• [TASK ITEM]: Produce an exact copy of the first line of the data below and each line after it, please, up to and including the one with "header it presented.".

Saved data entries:
-- Opening Marker --

//! Session channel tests against a local WebSocket server.

use std::future::Future;
use std::sync::Arc;
use std::time::Duration;

use futures_util::{SinkExt, StreamExt};
use tokio::net::{TcpListener, TcpStream};
use tokio::sync::{mpsc, oneshot};
use tokio::time::timeout;
use tokio_tungstenite::tungstenite::handshake::server::{ErrorResponse, Request, Response};
use tokio_tungstenite::tungstenite::http::header::COOKIE;
use tokio_tungstenite::tungstenite::protocol::CloseFrame;
use tokio_tungstenite::tungstenite::protocol::frame::coding::CloseCode;
use tokio_tungstenite::tungstenite::Message;
use tokio_tungstenite::{WebSocketStream, accept_hdr_async};

use whtools_core::error::{ConnectError, SendError};
use whtools_core::{ServiceUrl, SessionId, SessionListener};
use whtools_net::{SessionChannel, SessionState, TlsSettings};

#[derive(Debug, PartialEq)]
enum Event {
    Connect,
    Message(String),
    Close(Option<u16>, String),
    Error,
}

struct RecordingListener {
    events: mpsc::UnboundedSender<Event>,
}

impl SessionListener for RecordingListener {
    fn on_connect(&mut self, _address: &ServiceUrl) {
        let _ = self.events.send(Event::Connect);
    }

    fn on_message(&mut self, text: &str) {
        let _ = self.events.send(Event::Message(text.to_string()));
    }

    fn on_close(&mut self, code: Option<u16>, reason: &str) {
        let _ = self.events.send(Event::Close(code, reason.to_string()));
    }

    fn on_error(&mut self, _error: &str) {
        let _ = self.events.send(Event::Error);
    }
}

fn listener() -> (Box<dyn SessionListener>, mpsc::UnboundedReceiver<Event>) {
    let (tx, rx) = mpsc::unbounded_channel();
    (Box::new(RecordingListener { events: tx }), rx)
}

async fn next_event(rx: &mut mpsc::UnboundedReceiver<Event>) -> Event {
    timeout(Duration::from_secs(5), rx.recv())
        .await
        .expect("timed out waiting for session event")
        .expect("listener dropped")
}

/// Accept one WebSocket client and hand it to `handler` along with the
/// cookie header it presented.
async fn serve_once<F, Fut>(handler: F) -> ServiceUrl
where
    F: FnOnce(WebSocketStream<TcpStream>, Option<String>) -> Fut + Send + 'static,
    Fut: Future<Output = ()> + Send + 'static,
{
    let listener = TcpListener::bind("127.0.0.1:0").await.unwrap();
    let addr = listener.local_addr().unwrap();

    tokio::spawn(async move {
        let (tcp, _) = listener.accept().await.unwrap();
        let mut cookie = None;
        let ws = accept_hdr_async(tcp, |req: &Request, resp: Response| -> Result<Response, ErrorResponse> {
            cookie = req
                .headers()
                .get(COOKIE)
                .and_then(|v| v.to_str().ok())
                .map(str::to_string);
            Ok(resp)
        })
        .await
        .unwrap();
        handler(ws, cookie).await;
    });

    ServiceUrl::new(format!("ws://{}/whtools/websocket", addr)).unwrap()
}

/// Read until the client goes away.
async fn drain(ws: &mut WebSocketStream<TcpStream>) {
    while let Some(Ok(_)) = ws.next().await {}
}

fn session() -> SessionId {
    SessionId::new("abc123")
}

#[tokio::test]
async fn test_presents_cookie_and_delivers_frames_in_order() {
    let (cookie_tx, cookie_rx) = oneshot::channel();
    let url = serve_once(|mut ws, cookie| async move {
        let _ = cookie_tx.send(cookie);
        for frame in [
            "CONNECTED: welcome",
            r#"START: {"dialogID":156,"resultEncoding":"hex"}"#,
            "0a0b",
            "0c0d",
            "STOP: done",
        ] {
            ws.send(Message::text(frame.to_string())).await.unwrap();
        }
        drain(&mut ws).await;
    })
    .await;

    let channel = SessionChannel::new(url, TlsSettings::system_default());
    let (listener, mut events) = listener();
    channel.connect(&session(), listener).await.unwrap();
    assert_eq!(channel.state(), SessionState::Open);

    assert_eq!(cookie_rx.await.unwrap().as_deref(), Some("JSESSIONID=abc123"));
    assert_eq!(next_event(&mut events).await, Event::Connect);

    let mut received = Vec::new();
    for _ in 0..5 {
        match next_event(&mut events).await {
            Event::Message(text) => received.push(text),
            other => panic!("unexpected event {:?}", other),
        }
    }
    assert_eq!(
        received,
        vec![
            "CONNECTED: welcome",
            r#"START: {"dialogID":156,"resultEncoding":"hex"}"#,
            "0a0b",
            "0c0d",
            "STOP: done",
        ]
    );

    channel.close().await;
    assert_eq!(channel.state(), SessionState::Closed);
}

#[tokio::test]
async fn test_concurrent_sends_arrive_whole() {
    let (seen_tx, mut seen_rx) = mpsc::unbounded_channel();
    let url = serve_once(|mut ws, _| async move {
        while let Some(Ok(msg)) = ws.next().await {
            if let Message::Text(text) = msg {
                let _ = seen_tx.send(text.as_str().to_string());
            }
        }
    })
    .await;

    let channel = Arc::new(SessionChannel::new(url, TlsSettings::system_default()));
    let (listener, _events) = listener();
    channel.connect(&session(), listener).await.unwrap();

    let mut tasks = Vec::new();
    for i in 0..16 {
        let channel = Arc::clone(&channel);
        tasks.push(tokio::spawn(async move {
            let body = format!("{:02}:{}", i, "x".repeat(8 * 1024));
            channel.send(&body).await
        }));
    }
    for task in tasks {
        task.await.unwrap().unwrap();
    }

    let mut seen = Vec::new();
    for _ in 0..16 {
        let text = timeout(Duration::from_secs(5), seen_rx.recv())
            .await
            .unwrap()
            .unwrap();
        seen.push(text);
    }
    seen.sort();

    for (i, text) in seen.iter().enumerate() {
        assert_eq!(text, &format!("{:02}:{}", i, "x".repeat(8 * 1024)));
    }

    channel.close().await;
}

#[tokio::test]
async fn test_send_before_connect_is_not_open() {
    let url = ServiceUrl::new("ws://127.0.0.1:9/whtools/websocket").unwrap();
    let channel = SessionChannel::new(url, TlsSettings::system_default());

    let err = channel.send("hello").await.unwrap_err();
    assert!(matches!(err, SendError::NotOpen));
}

#[tokio::test]
async fn test_close_before_connect_is_a_no_op() {
    let url = ServiceUrl::new("ws://127.0.0.1:9/whtools/websocket").unwrap();
    let channel = SessionChannel::new(url, TlsSettings::system_default());

    channel.close().await;
    channel.close().await;
    assert_eq!(channel.state(), SessionState::Unconnected);
}

#[tokio::test]
async fn test_close_twice_and_send_after_close() {
    let (closed_tx, closed_rx) = oneshot::channel();
    let url = serve_once(|mut ws, _| async move {
        let mut saw_close = false;
        while let Some(Ok(msg)) = ws.next().await {
            if msg.is_close() {
                saw_close = true;
            }
        }
        let _ = closed_tx.send(saw_close);
    })
    .await;

    let channel = SessionChannel::new(url, TlsSettings::system_default());
    let (listener, mut events) = listener();
    channel.connect(&session(), listener).await.unwrap();
    assert_eq!(next_event(&mut events).await, Event::Connect);

    channel.close().await;
    channel.close().await;

    assert_eq!(channel.state(), SessionState::Closed);
    assert!(closed_rx.await.unwrap());
    assert!(matches!(
        channel.send("late").await.unwrap_err(),
        SendError::NotOpen
    ));
}

#[tokio::test]
async fn test_remote_close_ends_session() {
    let url = serve_once(|mut ws, _| async move {
        ws.close(Some(CloseFrame {
            code: CloseCode::Normal,
            reason: "bye".to_string().into(),
        }))
        .await
        .unwrap();
        drain(&mut ws).await;
    })
    .await;

    let channel = SessionChannel::new(url, TlsSettings::system_default());
    let (listener, mut events) = listener();
    channel.connect(&session(), listener).await.unwrap();

    assert_eq!(next_event(&mut events).await, Event::Connect);
    assert_eq!(
        next_event(&mut events).await,
        Event::Close(Some(1000), "bye".to_string())
    );
    assert_eq!(channel.state(), SessionState::Closed);
    assert!(matches!(
        channel.send("after").await.unwrap_err(),
        SendError::NotOpen
    ));

    channel.close().await;
}

#[tokio::test]
async fn test_closed_resolves_on_remote_close() {
    let (release_tx, release_rx) = oneshot::channel::<()>();
    let url = serve_once(|mut ws, _| async move {
        let _ = release_rx.await;
        ws.close(None).await.unwrap();
        drain(&mut ws).await;
    })
    .await;

    let channel = SessionChannel::new(url, TlsSettings::system_default());
    let mut states = channel.subscribe();
    assert_eq!(*states.borrow_and_update(), SessionState::Unconnected);

    let (listener, _events) = listener();
    channel.connect(&session(), listener).await.unwrap();
    assert_eq!(*states.borrow_and_update(), SessionState::Open);

    let waiting = timeout(Duration::from_millis(200), channel.closed()).await;
    assert!(waiting.is_err(), "closed() resolved while the session was open");

    release_tx.send(()).unwrap();
    timeout(Duration::from_secs(5), channel.closed())
        .await
        .expect("closed() did not resolve after the remote close");
    assert_eq!(*states.borrow_and_update(), SessionState::Closed);

    channel.close().await;
}

#[tokio::test]
async fn test_handshake_failure_closes_channel() {
    let port = {
        let listener = std::net::TcpListener::bind("127.0.0.1:0").unwrap();
        listener.local_addr().unwrap().port()
    };
    let url = ServiceUrl::new(format!("ws://127.0.0.1:{}/whtools/websocket", port)).unwrap();
    let channel = SessionChannel::new(url, TlsSettings::system_default());

    let (first, mut events) = listener();
    let err = channel.connect(&session(), first).await.unwrap_err();
    assert!(matches!(err, ConnectError::Handshake { .. }));
    assert_eq!(channel.state(), SessionState::Closed);
    assert!(events.try_recv().is_err());

    let (second, _) = listener();
    let err = channel.connect(&session(), second).await.unwrap_err();
    assert!(matches!(err, ConnectError::AlreadyUsed { .. }));
}

#[tokio::test]
async fn test_connect_twice_is_rejected() {
    let url = serve_once(|mut ws, _| async move { drain(&mut ws).await }).await;

    let channel = SessionChannel::new(url, TlsSettings::system_default());
    let (first, _events) = listener();
    channel.connect(&session(), first).await.unwrap();

    let (second, _) = listener();
    let err = channel.connect(&session(), second).await.unwrap_err();
    assert!(matches!(err, ConnectError::AlreadyUsed { .. }));
    assert_eq!(channel.state(), SessionState::Open);

    channel.close().await;
}

#[tokio::test]
async fn test_send_times_out_when_peer_stops_reading() {
    let (release_tx, release_rx) = oneshot::channel::<()>();
    let url = serve_once(|ws, _| async move {
        // Hold the connection open without reading from it.
        let _ws = ws;
        let _ = release_rx.await;
    })
    .await;

    let channel = SessionChannel::new(url, TlsSettings::system_default())
        .with_send_timeout(Duration::from_millis(200));
    let (listener, _events) = listener();
    channel.connect(&session(), listener).await.unwrap();

    let chunk = "x".repeat(1024 * 1024);
    let mut outcome = None;
    for _ in 0..256 {
        if let Err(e) = channel.send(&chunk).await {
            outcome = Some(e);
            break;
        }
    }

    match outcome {
        Some(SendError::Timeout { duration_ms }) => assert_eq!(duration_ms, 200),
        other => panic!("expected a send timeout, got {:?}", other),
    }

    let _ = release_tx.send(());
    channel.close().await;
}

-- Closing Marker --

• [EXPECTED ANSWER]:
//! Session channel tests against a local WebSocket server.

use std::future::Future;
use std::sync::Arc;
use std::time::Duration;

use futures_util::{SinkExt, StreamExt};
use tokio::net::{TcpListener, TcpStream};
use tokio::sync::{mpsc, oneshot};
use tokio::time::timeout;
use tokio_tungstenite::tungstenite::handshake::server::{ErrorResponse, Request, Response};
use tokio_tungstenite::tungstenite::http::header::COOKIE;
use tokio_tungstenite::tungstenite::protocol::CloseFrame;
use tokio_tungstenite::tungstenite::protocol::frame::coding::CloseCode;
use tokio_tungstenite::tungstenite::Message;
use tokio_tungstenite::{WebSocketStream, accept_hdr_async};

use whtools_core::error::{ConnectError, SendError};
use whtools_core::{ServiceUrl, SessionId, SessionListener};
use whtools_net::{SessionChannel, SessionState, TlsSettings};

#[derive(Debug, PartialEq)]
enum Event {
    Connect,
    Message(String),
    Close(Option<u16>, String),
    Error,
}

struct RecordingListener {
    events: mpsc::UnboundedSender<Event>,
}

impl SessionListener for RecordingListener {
    fn on_connect(&mut self, _address: &ServiceUrl) {
        let _ = self.events.send(Event::Connect);
    }

    fn on_message(&mut self, text: &str) {
        let _ = self.events.send(Event::Message(text.to_string()));
    }

    fn on_close(&mut self, code: Option<u16>, reason: &str) {
        let _ = self.events.send(Event::Close(code, reason.to_string()));
    }

    fn on_error(&mut self, _error: &str) {
        let _ = self.events.send(Event::Error);
    }
}

fn listener() -> (Box<dyn SessionListener>, mpsc::UnboundedReceiver<Event>) {
    let (tx, rx) = mpsc::unbounded_channel();
    (Box::new(RecordingListener { events: tx }), rx)
}

async fn next_event(rx: &mut mpsc::UnboundedReceiver<Event>) -> Event {
    timeout(Duration::from_secs(5), rx.recv())
        .await
        .expect("timed out waiting for session event")
        .expect("listener dropped")
}

/// Accept one WebSocket client and hand it to `handler` along with the
/// cookie header it presented.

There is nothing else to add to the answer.